How to complete this task:
Your answer must be the listing, given again word for word.

· · · ·

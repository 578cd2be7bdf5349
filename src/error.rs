//! Error types for color parsing and conversion.

use crate::Component;
use thiserror::Error;

/// A channel value outside the domain of the requested conversion.
#[derive(Error, Debug, Clone, Copy, PartialEq)]
pub enum RangeError {
    /// An RGB channel was outside [0, 255].
    #[error("RGB channel values must be in the range 0 to 255, got {0}")]
    Rgb(Component),

    /// A form color channel was outside [0, 1].
    #[error("form color channel values must be in the range 0 to 1, got {0}")]
    Form(Component),
}

/// A line of text that does not hold a comma-separated triple of numbers.
#[derive(Error, Debug, Clone, PartialEq)]
pub enum ParseColorError {
    /// The input did not split into exactly three fields.
    #[error("expected three comma-separated values, got {0}")]
    FieldCount(usize),

    /// A field could not be parsed as a number.
    #[error("'{0}' is not a number")]
    NotANumber(String),
}
//! Parser for yt-dlp `--newline` progress output

use super::handle::TransferProgress;
use regex::Regex;
use std::sync::OnceLock;

fn progress_regex() -> &'static Regex {
    static RE: OnceLock<Regex> = OnceLock::new();
    RE.get_or_init(|| {
        // [download]  42.3% of ~ 120.50MiB at  2.31MiB/s ETA 00:41 (frag 3/20)
        #[allow(clippy::expect_used)]
        Regex::new(
            r"^\[download\]\s+(?P<percent>\d+(?:\.\d+)?)%(?:\s+of\s+~?\s*(?P<total>\d+(?:\.\d+)?[KMGT]?i?B))?(?:\s+in\s+\S+)?(?:\s+at\s+(?P<speed>\S+))?(?:\s+ETA\s+(?P<eta>\S+))?",
        )
        .expect("progress regex is valid")
    })
}

/// Parse one line of yt-dlp output into a progress notification
///
/// Returns `None` for lines that are not download progress lines.
pub fn parse_progress_line(line: &str) -> Option<TransferProgress> {
    let caps = progress_regex().captures(line.trim())?;
    let percent: f64 = caps.name("percent")?.as_str().parse().ok()?;
    let total_bytes = caps.name("total").and_then(|m| parse_size(m.as_str()));
    let transferred_bytes = total_bytes
        .map(|total| (total as f64 * percent / 100.0) as u64)
        .unwrap_or(0);
    let known = |name: &str| {
        caps.name(name)
            .map(|m| m.as_str().to_string())
            .filter(|v| v != "Unknown" && v != "N/A")
    };

    Some(TransferProgress {
        percent,
        transferred_bytes,
        total_bytes,
        speed: known("speed"),
        eta: known("eta"),
    })
}

/// Convert a yt-dlp size such as `120.50MiB` or `3GB` into bytes
pub fn parse_size(raw: &str) -> Option<u64> {
    let raw = raw.trim();
    let split = raw
        .find(|c: char| !(c.is_ascii_digit() || c == '.'))
        .unwrap_or(raw.len());
    let (number, unit) = raw.split_at(split);
    let value: f64 = number.parse().ok()?;
    let multiplier: f64 = match unit {
        "B" | "" => 1.0,
        "KiB" => 1024.0,
        "MiB" => 1024.0 * 1024.0,
        "GiB" => 1024.0 * 1024.0 * 1024.0,
        "TiB" => 1024.0 * 1024.0 * 1024.0 * 1024.0,
        "KB" => 1e3,
        "MB" => 1e6,
        "GB" => 1e9,
        "TB" => 1e12,
        _ => return None,
    };
    Some((value * multiplier) as u64)
}
//! REST API server module
//!
//! Exposes batch submission, cancellation and status over HTTP, plus a
//! health check, a server-sent events stream and the OpenAPI document.

use crate::{Relay, Result};
use axum::{
    Router,
    http::HeaderValue,
    routing::{get, post},
};
use std::sync::Arc;
use tokio::net::TcpListener;
use tower_http::cors::{AllowOrigin, Any, CorsLayer};
use tower_http::trace::TraceLayer;

pub mod error_response;
pub mod openapi;
pub mod routes;
pub mod state;

pub use openapi::ApiDoc;
pub use state::AppState;

/// Create the API router with all route definitions
///
/// # Routes
///
/// ## Jobs
/// - `POST /download` - Process a batch of URLs (responds when the batch is done)
/// - `POST /cancel/:episodeNumber` - Cancel one active episode
/// - `POST /cancelall` - Cancel every active episode
/// - `GET /status` - Downloaded files, job logs and active episodes
///
/// ## System
/// - `GET /health` - Health check
/// - `GET /events` - Server-sent events stream
/// - `GET /openapi.json` - OpenAPI specification
pub fn create_router(relay: Arc<Relay>) -> Router {
    let config = relay.get_config();
    let state = AppState::new(relay);

    let router = Router::new()
        // Jobs
        .route("/download", post(routes::start_downloads))
        .route("/cancel/:episodeNumber", post(routes::cancel_episode))
        .route("/cancelall", post(routes::cancel_all_episodes))
        .route("/status", get(routes::get_status))
        // System
        .route("/health", get(routes::health_check))
        .route("/events", get(routes::event_stream))
        .route("/openapi.json", get(routes::openapi_spec))
        .with_state(state)
        .layer(TraceLayer::new_for_http());

    if config.api.cors_enabled {
        router.layer(build_cors_layer(&config.api.cors_origins))
    } else {
        router
    }
}

/// Build a CORS layer based on configured origins ("*" allows any)
fn build_cors_layer(origins: &[String]) -> CorsLayer {
    let allow_any = origins.iter().any(|o| o == "*");

    if allow_any || origins.is_empty() {
        CorsLayer::new()
            .allow_origin(Any)
            .allow_methods(Any)
            .allow_headers(Any)
    } else {
        let allowed: Vec<HeaderValue> = origins.iter().filter_map(|o| o.parse().ok()).collect();

        CorsLayer::new()
            .allow_origin(AllowOrigin::list(allowed))
            .allow_methods(Any)
            .allow_headers(Any)
    }
}

/// Start the API server on the relay's configured bind address
///
/// Runs until SIGTERM/SIGINT (Ctrl+C elsewhere), then stops accepting
/// connections and lets in-flight requests finish.
///
/// # Example
///
/// ```no_run
/// use episode_relay::{Config, Relay};
/// use std::sync::Arc;
///
/// # async fn example() -> Result<(), Box<dyn std::error::Error>> {
/// let relay = Arc::new(Relay::new(Config::from_env()?).await?);
///
/// episode_relay::api::start_api_server(relay).await?;
/// # Ok(())
/// # }
/// ```
pub async fn start_api_server(relay: Arc<Relay>) -> Result<()> {
    let bind_address = relay.get_config().api.bind_address;

    tracing::info!(address = %bind_address, "Starting API server");

    let app = create_router(relay);

    let listener = TcpListener::bind(bind_address)
        .await
        .map_err(crate::error::Error::Io)?;

    tracing::info!(address = %bind_address, "API server listening");

    axum::serve(listener, app)
        .with_graceful_shutdown(crate::shutdown_signal())
        .await
        .map_err(|e| crate::error::Error::ApiServerError(e.to_string()))?;

    tracing::info!("API server stopped");
    Ok(())
}

// unwrap/expect are acceptable in tests for concise failure-on-error assertions
#[allow(clippy::unwrap_used, clippy::expect_used)]
#[cfg(test)]
mod tests;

· · · ·

Response to this exercise:
repository 578cd2be7bdf5349
filename src/error.rs
//! Error types for color parsing and conversion.

use crate::Component;
use thiserror::Error;

/// A channel value outside the domain of the requested conversion.
#[derive(Error, Debug, Clone, Copy, PartialEq)]
pub enum RangeError {
    /// An RGB channel was outside [0, 255].
    #[error("RGB channel values must be in the range 0 to 255, got {0}")]
    Rgb(Component),

    /// A form color channel was outside [0, 1].
    #[error("form color channel values must be in the range 0 to 1, got {0}")]
    Form(Component),
}

/// A line of text that does not hold a comma-separated triple of numbers.
#[derive(Error, Debug, Clone, PartialEq)]
pub enum ParseColorError {
    /// The input did not split into exactly three fields.
    #[error("expected three comma-separated values, got {0}")]
    FieldCount(usize),

    /// A field could not be parsed as a number.
    #[error("'{0}' is not a number")]
    NotANumber(String),
}
//! Parser for yt-dlp `--newline` progress output

use super::handle::TransferProgress;
use regex::Regex;
use std::sync::OnceLock;

fn progress_regex() -> &'static Regex {
    static RE: OnceLock<Regex> = OnceLock::new();
    RE.get_or_init(|| {
        // [download]  42.3% of ~ 120.50MiB at  2.31MiB/s ETA 00:41 (frag 3/20)
        #[allow(clippy::expect_used)]
        Regex::new(
            r"^\[download\]\s+(?P<percent>\d+(?:\.\d+)?)%(?:\s+of\s+~?\s*(?P<total>\d+(?:\.\d+)?[KMGT]?i?B))?(?:\s+in\s+\S+)?(?:\s+at\s+(?P<speed>\S+))?(?:\s+ETA\s+(?P<eta>\S+))?",
        )
        .expect("progress regex is valid")
    })
}

/// Parse one line of yt-dlp output into a progress notification
///
/// Returns `None` for lines that are not download progress lines.
pub fn parse_progress_line(line: &str) -> Option<TransferProgress> {
    let caps = progress_regex().captures(line.trim())?;
    let percent: f64 = caps.name("percent")?.as_str().parse().ok()?;
    let total_bytes = caps.name("total").and_then(|m| parse_size(m.as_str()));
    let transferred_bytes = total_bytes
        .map(|total| (total as f64 * percent / 100.0) as u64)
        .unwrap_or(0);
    let known = |name: &str| {
        caps.name(name)
            .map(|m| m.as_str().to_string())
            .filter(|v| v != "Unknown" && v != "N/A")
    };

    Some(TransferProgress {
        percent,
        transferred_bytes,
        total_bytes,
        speed: known("speed"),
        eta: known("eta"),
    })
}

/// Convert a yt-dlp size such as `120.50MiB` or `3GB` into bytes
pub fn parse_size(raw: &str) -> Option<u64> {
    let raw = raw.trim();
    let split = raw
        .find(|c: char| !(c.is_ascii_digit() || c == '.'))
        .unwrap_or(raw.len());
    let (number, unit) = raw.split_at(split);
    let value: f64 = number.parse().ok()?;
    let multiplier: f64 = match unit {
        "B" | "" => 1.0,
        "KiB" => 1024.0,
        "MiB" => 1024.0 * 1024.0,
        "GiB" => 1024.0 * 1024.0 * 1024.0,
        "TiB" => 1024.0 * 1024.0 * 1024.0 * 1024.0,
        "KB" => 1e3,
        "MB" => 1e6,
        "GB" => 1e9,
        "TB" => 1e12,
        _ => return None,
    };
    Some((value * multiplier) as u64)
}
//! REST API server module
//!
//! Exposes batch submission, cancellation and status over HTTP, plus a
//! health check, a server-sent events stream and the OpenAPI document.

use crate::{Relay, Result};
use axum::{
    Router,
    http::HeaderValue,
    routing::{get, post},
};
use std::sync::Arc;
use tokio::net::TcpListener;
use tower_http::cors::{AllowOrigin, Any, CorsLayer};
use tower_http::trace::TraceLayer;

pub mod error_response;
pub mod openapi;
pub mod routes;
pub mod state;

pub use openapi::ApiDoc;
pub use state::AppState;

/// Create the API router with all route definitions
///
/// # Routes
///
/// ## Jobs
/// - `POST /download` - Process a batch of URLs (responds when the batch is done)
/// - `POST /cancel/:episodeNumber` - Cancel one active episode
/// - `POST /cancelall` - Cancel every active episode
/// - `GET /status` - Downloaded files, job logs and active episodes
///
/// ## System
/// - `GET /health` - Health check
/// - `GET /events` - Server-sent events stream
/// - `GET /openapi.json` - OpenAPI specification
pub fn create_router(relay: Arc<Relay>) -> Router {
    let config = relay.get_config();
    let state = AppState::new(relay);

    let router = Router::new()
        // Jobs
        .route("/download", post(routes::start_downloads))
        .route("/cancel/:episodeNumber", post(routes::cancel_episode))
        .route("/cancelall", post(routes::cancel_all_episodes))
        .route("/status", get(routes::get_status))
        // System
        .route("/health", get(routes::health_check))
        .route("/events", get(routes::event_stream))
        .route("/openapi.json", get(routes::openapi_spec))
        .with_state(state)
        .layer(TraceLayer::new_for_http());

    if config.api.cors_enabled {
        router.layer(build_cors_layer(&config.api.cors_origins))
    } else {
        router
    }
}

/// Build a CORS layer based on configured origins ("*" allows any)
fn build_cors_layer(origins: &[String]) -> CorsLayer {
    let allow_any = origins.iter().any(|o| o == "*");

    if allow_any || origins.is_empty() {
        CorsLayer::new()
            .allow_origin(Any)
            .allow_methods(Any)
            .allow_headers(Any)
    } else {
        let allowed: Vec<HeaderValue> = origins.iter().filter_map(|o| o.parse().ok()).collect();

        CorsLayer::new()
            .allow_origin(AllowOrigin::list(allowed))
            .allow_methods(Any)
            .allow_headers(Any)
    }
}

/// Start the API server on the relay's configured bind address
///
/// Runs until SIGTERM/SIGINT (Ctrl+C elsewhere), then stops accepting
/// connections and lets in-flight requests finish.
///
/// # Example
///
/// ```no_run
/// use episode_relay::{Config, Relay};
/// use std::sync::Arc;
///
/// # async fn example() -> Result<(), Box<dyn std::error::Error>> {
/// let relay = Arc::new(Relay::new(Config::from_env()?).await?);
///
/// episode_relay::api::start_api_server(relay).await?;
/// # Ok(())
/// # }
/// ```
pub async fn start_api_server(relay: Arc<Relay>) -> Result<()> {
    let bind_address = relay.get_config().api.bind_address;

    tracing::info!(address = %bind_address, "Starting API server");

    let app = create_router(relay);

    let listener = TcpListener::bind(bind_address)
        .await
        .map_err(crate::error::Error::Io)?;

    tracing::info!(address = %bind_address, "API server listening");

    axum::serve(listener, app)
        .with_graceful_shutdown(crate::shutdown_signal())
        .await
        .map_err(|e| crate::error::Error::ApiServerError(e.to_string()))?;

    tracing::info!("API server stopped");
    Ok(())
}

// unwrap/expect are acceptable in tests for concise failure-on-error assertions
#[allow(clippy::unwrap_used, clippy::expect_used)]
#[cfg(test)]
mod tests;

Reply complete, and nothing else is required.